WHAT IS NEEDED :: Out of the entries that follow, copy each line containing "Path".

GIVEN RECORDS ::
┌──

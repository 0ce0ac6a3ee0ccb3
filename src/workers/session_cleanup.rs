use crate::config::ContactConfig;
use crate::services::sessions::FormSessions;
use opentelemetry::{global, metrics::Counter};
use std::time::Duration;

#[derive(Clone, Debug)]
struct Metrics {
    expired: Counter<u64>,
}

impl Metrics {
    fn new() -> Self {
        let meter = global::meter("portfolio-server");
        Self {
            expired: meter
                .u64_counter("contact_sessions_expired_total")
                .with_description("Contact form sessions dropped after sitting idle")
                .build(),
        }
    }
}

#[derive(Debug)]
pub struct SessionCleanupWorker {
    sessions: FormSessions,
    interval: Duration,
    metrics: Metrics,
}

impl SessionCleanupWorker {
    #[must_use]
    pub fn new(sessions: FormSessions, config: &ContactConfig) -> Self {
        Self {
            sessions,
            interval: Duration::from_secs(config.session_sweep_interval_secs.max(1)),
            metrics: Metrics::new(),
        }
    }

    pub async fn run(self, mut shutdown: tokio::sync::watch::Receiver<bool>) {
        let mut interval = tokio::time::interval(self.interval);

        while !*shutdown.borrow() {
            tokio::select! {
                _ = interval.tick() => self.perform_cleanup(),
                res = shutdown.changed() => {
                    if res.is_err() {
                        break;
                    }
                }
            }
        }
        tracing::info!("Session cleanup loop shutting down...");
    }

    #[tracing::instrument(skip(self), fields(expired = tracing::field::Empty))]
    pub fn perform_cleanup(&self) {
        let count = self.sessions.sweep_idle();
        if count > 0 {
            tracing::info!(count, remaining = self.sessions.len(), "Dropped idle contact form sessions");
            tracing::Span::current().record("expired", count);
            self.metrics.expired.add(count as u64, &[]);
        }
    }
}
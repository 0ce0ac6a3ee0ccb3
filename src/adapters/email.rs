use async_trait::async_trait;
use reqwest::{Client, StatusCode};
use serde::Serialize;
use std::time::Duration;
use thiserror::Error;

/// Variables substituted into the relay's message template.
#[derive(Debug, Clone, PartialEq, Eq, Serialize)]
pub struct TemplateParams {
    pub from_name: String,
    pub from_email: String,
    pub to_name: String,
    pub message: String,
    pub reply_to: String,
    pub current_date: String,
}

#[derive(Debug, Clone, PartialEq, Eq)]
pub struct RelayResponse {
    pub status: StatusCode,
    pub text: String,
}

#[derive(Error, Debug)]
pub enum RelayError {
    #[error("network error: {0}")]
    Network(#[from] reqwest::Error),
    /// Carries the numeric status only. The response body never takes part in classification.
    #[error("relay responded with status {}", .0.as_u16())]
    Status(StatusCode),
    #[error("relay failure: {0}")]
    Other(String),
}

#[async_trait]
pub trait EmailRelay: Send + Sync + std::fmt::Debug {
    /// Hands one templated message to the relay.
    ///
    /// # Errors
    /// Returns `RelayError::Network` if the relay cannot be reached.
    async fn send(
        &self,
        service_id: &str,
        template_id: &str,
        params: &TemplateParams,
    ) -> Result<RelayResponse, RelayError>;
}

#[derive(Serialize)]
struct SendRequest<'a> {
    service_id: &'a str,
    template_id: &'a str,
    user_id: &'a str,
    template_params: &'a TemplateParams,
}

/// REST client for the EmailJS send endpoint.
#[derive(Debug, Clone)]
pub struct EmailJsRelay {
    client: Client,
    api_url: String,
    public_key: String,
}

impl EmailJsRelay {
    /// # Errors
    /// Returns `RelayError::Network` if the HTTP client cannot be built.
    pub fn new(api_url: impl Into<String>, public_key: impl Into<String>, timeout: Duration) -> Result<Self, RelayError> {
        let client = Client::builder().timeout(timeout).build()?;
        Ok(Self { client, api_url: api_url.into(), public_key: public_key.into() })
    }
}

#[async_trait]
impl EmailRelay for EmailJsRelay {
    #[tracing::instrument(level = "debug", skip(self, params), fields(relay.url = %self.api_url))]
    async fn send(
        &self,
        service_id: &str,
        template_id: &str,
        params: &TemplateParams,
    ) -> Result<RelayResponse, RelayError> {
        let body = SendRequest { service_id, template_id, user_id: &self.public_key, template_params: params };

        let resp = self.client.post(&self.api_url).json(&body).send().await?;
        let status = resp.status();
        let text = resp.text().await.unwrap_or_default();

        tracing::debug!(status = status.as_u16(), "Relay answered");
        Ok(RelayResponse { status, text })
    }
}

└──
┌──

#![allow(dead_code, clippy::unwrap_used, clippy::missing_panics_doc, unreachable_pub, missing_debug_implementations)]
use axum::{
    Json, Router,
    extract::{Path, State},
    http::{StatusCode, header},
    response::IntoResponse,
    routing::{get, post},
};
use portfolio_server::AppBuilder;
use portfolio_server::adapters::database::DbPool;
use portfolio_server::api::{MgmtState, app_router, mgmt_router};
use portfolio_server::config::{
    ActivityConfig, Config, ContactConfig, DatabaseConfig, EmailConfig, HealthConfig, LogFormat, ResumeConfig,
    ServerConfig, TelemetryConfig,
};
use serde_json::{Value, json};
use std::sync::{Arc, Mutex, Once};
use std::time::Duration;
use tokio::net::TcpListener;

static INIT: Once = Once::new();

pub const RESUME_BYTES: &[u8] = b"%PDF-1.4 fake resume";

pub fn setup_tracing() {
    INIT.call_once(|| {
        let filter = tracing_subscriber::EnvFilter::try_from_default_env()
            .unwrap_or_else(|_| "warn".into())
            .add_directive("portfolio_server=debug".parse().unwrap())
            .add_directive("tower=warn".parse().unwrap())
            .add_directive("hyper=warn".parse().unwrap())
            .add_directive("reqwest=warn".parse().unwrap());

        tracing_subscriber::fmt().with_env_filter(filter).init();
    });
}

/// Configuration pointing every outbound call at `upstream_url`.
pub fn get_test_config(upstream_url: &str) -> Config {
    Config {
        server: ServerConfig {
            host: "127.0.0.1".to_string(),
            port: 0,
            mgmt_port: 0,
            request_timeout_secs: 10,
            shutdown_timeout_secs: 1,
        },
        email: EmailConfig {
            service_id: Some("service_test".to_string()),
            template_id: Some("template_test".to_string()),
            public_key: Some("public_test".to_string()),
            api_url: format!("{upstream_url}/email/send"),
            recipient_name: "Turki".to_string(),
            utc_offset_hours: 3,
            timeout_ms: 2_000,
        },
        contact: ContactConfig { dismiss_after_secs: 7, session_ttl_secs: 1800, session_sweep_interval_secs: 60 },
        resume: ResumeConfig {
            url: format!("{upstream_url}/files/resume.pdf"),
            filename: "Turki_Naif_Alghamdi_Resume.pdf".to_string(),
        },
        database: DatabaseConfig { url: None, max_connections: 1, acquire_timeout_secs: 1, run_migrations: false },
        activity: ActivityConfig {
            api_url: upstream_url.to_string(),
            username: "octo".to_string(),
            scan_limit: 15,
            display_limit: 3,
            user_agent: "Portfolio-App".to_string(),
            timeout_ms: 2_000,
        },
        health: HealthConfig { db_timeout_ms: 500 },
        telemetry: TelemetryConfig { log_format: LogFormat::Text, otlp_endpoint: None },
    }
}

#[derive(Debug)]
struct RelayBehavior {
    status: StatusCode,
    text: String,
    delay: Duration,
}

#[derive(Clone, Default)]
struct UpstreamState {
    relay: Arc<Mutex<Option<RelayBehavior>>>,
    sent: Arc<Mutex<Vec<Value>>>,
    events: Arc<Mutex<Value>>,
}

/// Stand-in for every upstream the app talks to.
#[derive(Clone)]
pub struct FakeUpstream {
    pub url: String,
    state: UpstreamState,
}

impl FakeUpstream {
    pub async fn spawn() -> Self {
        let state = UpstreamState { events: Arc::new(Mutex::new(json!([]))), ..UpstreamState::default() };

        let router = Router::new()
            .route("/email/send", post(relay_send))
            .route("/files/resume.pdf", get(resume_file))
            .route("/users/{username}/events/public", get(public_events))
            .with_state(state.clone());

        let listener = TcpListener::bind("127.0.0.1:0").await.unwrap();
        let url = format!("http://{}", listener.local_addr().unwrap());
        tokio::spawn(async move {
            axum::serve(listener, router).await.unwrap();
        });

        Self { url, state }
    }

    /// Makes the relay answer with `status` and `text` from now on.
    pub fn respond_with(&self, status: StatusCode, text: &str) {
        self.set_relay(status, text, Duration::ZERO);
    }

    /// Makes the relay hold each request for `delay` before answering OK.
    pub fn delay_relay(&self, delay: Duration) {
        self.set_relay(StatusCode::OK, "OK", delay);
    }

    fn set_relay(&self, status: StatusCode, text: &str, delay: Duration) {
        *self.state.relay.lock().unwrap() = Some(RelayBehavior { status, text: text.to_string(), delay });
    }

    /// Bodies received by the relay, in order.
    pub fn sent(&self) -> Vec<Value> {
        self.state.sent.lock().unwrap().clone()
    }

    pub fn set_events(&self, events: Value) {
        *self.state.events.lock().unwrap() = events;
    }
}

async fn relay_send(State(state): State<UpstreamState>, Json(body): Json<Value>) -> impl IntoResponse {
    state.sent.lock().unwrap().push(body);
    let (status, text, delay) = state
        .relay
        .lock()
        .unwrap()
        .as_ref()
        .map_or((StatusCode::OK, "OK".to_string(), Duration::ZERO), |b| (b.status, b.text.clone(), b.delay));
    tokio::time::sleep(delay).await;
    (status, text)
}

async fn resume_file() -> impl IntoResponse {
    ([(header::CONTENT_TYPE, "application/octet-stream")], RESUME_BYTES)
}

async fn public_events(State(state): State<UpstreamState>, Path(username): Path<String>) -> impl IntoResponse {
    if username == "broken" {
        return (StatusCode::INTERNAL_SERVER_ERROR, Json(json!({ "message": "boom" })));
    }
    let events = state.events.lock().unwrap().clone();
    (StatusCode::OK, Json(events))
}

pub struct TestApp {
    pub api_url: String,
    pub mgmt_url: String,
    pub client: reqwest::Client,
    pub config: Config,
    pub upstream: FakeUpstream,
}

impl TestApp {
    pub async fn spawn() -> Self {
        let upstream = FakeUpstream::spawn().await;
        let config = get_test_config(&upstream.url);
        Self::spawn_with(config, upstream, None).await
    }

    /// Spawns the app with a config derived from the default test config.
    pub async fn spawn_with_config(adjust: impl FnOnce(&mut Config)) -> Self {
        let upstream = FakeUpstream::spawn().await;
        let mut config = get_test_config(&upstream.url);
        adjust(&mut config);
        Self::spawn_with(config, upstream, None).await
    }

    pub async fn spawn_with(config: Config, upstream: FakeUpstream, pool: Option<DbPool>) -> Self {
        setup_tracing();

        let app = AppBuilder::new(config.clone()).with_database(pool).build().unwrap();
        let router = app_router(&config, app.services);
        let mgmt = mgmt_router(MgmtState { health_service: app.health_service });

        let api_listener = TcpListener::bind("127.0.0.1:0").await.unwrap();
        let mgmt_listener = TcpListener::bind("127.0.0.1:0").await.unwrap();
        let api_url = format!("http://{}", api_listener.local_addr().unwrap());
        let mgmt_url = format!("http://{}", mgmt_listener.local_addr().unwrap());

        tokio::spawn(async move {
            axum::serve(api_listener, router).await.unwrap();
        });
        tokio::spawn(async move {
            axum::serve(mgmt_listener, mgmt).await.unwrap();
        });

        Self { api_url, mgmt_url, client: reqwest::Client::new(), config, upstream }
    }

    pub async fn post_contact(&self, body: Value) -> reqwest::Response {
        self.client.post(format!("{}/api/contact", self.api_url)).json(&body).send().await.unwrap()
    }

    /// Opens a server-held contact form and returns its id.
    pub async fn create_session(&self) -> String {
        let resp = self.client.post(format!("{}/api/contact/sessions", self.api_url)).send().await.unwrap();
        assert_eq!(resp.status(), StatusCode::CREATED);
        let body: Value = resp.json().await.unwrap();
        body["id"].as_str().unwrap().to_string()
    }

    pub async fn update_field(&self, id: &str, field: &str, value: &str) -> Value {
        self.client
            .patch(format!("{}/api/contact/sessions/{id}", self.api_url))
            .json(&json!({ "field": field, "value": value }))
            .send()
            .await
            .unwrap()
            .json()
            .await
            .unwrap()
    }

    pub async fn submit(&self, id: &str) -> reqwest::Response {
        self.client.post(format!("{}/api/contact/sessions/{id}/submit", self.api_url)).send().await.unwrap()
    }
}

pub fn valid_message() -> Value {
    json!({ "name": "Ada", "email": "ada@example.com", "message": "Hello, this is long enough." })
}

└──

RESPONSE BOX ::
    extract::{Path, State},
async fn public_events(State(state): State<UpstreamState>, Path(username): Path<String>) -> impl IntoResponse {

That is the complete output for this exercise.